Unfortunately, if we are poor and needing of assistance, some will practically dump their refuse on us. We would be weak to them. We wouldn’t matter to them, because our bank accounts would not have enough digits. As a matter of fact, the poor coax out feelings of uneasiness in them and instead of helping, people just want them out of sight, away from not only their direct line of vision, but their periphery as well. Only in an inhumane community, the poor and the homeless are herded like cattle, prodded to get going. Such a community finds acceptable that police officers harass them. Such a community finds acceptable that they’re stereotyped as addicts, thieves, and violent criminals. Do we really want to stay in our cozy, sterile lives or do we actually want to help prevent the abuse that the poor is forced to endure? Living in substandard housing or no housing at all, living in a violent ghetto, living so close to death is tragic and not a justifiable reason to blame or ridicule.

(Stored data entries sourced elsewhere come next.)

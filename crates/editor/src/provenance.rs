//! Single-shot provenance tag for the snapshot-capture channel.

use tracing::trace;
use vellum_primitives::Provenance;

/// Holds the provenance of the latest buffer mutation until the
/// snapshot-capture channel consumes it.
///
/// Every mutation overwrites the tag, so the capture that settles a burst
/// sees the origin of its final mutation. Consuming the tag resets it to
/// [`Provenance::User`].
#[derive(Debug, Default)]
pub struct ProvenanceGate {
	pending: Provenance,
}

impl ProvenanceGate {
	pub fn new() -> Self {
		Self::default()
	}

	/// Tags the mutation that is about to be applied.
	pub fn mark(&mut self, provenance: Provenance) {
		if provenance != self.pending {
			trace!(from = ?self.pending, to = ?provenance, "provenance.mark");
		}
		self.pending = provenance;
	}

	/// Reads and clears the tag.
	pub fn take(&mut self) -> Provenance {
		std::mem::take(&mut self.pending)
	}

	pub fn peek(&self) -> Provenance {
		self.pending
	}

	/// Drops any tag left by a previous artifact.
	pub fn clear(&mut self) {
		self.pending = Provenance::User;
	}
}

#[cfg(test)]
mod tests {
	use super::*;

	#[test]
	fn take_resets_to_user() {
		let mut gate = ProvenanceGate::new();
		gate.mark(Provenance::History);
		assert_eq!(gate.take(), Provenance::History);
		assert_eq!(gate.take(), Provenance::User);
	}

	#[test]
	fn latest_mark_wins() {
		let mut gate = ProvenanceGate::new();
		gate.mark(Provenance::History);
		gate.mark(Provenance::User);
		assert_eq!(gate.take(), Provenance::User);

		gate.mark(Provenance::User);
		gate.mark(Provenance::History);
		assert_eq!(gate.peek(), Provenance::History);
		gate.clear();
		assert_eq!(gate.take(), Provenance::User);
	}
}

Jesus Christ knew the poor were not villains. He knew that we all are unique and irreplaceable people who were never inferior to the rich. However, even though we deserve protection from any abuse of power, let’s not slip into passivity. If we have lost everything, we must still fight for survival. Fatalism is not our path as warriors. While we’re persistently battling though unemployment, or living paycheck to paycheck, or buried in debt, things might turn in our favor. It will be a gift gratefully received, but we must know that our only choice is to keep fighting no matter how dire our situation may be and eventually, we just might find the financial security and peace of mind we crave. Maybe today we’ll realize that we already were infinitely wealthy. We have the ability not only to share it with the ones we deeply care about but expand upon it and spread it around just for the joy of it. Wealth, whether we have it or not, can be created. It is, after all, just a tool to enhance the joy of spending time with each other.

Giving unto others, sharing, giving each other a chance brings us closer and closer to joy. As imperfect as we all are, humility can be the greatest gift we give to ourselves. Each one of us deserves to be treated with common decency, and it’s time to give respect where it is due. Material wealth cannot sustain us on its own. There’s no heart in possessions. There’s no soul in possessing. While it can be a joy to have money, it can never replace the beauty of togetherness, the great collective experience on planet Earth. Some dread that life can take everything from them too and may distance themselves from the poor. It’s understandable but warriors, like us, seek to understand and work toward brainstorming solutions. It may be easier to vilify the poor, but we must be honest and admit that many of us aren’t sure on how to even approach the problem much less resolve it. The poor deserve a fair chance to succeed in this Capitalist society. This prejudice, this stigma of being poor blinds people to the potential that lies within them. Any obstacles like this, of course, beg to be overcome.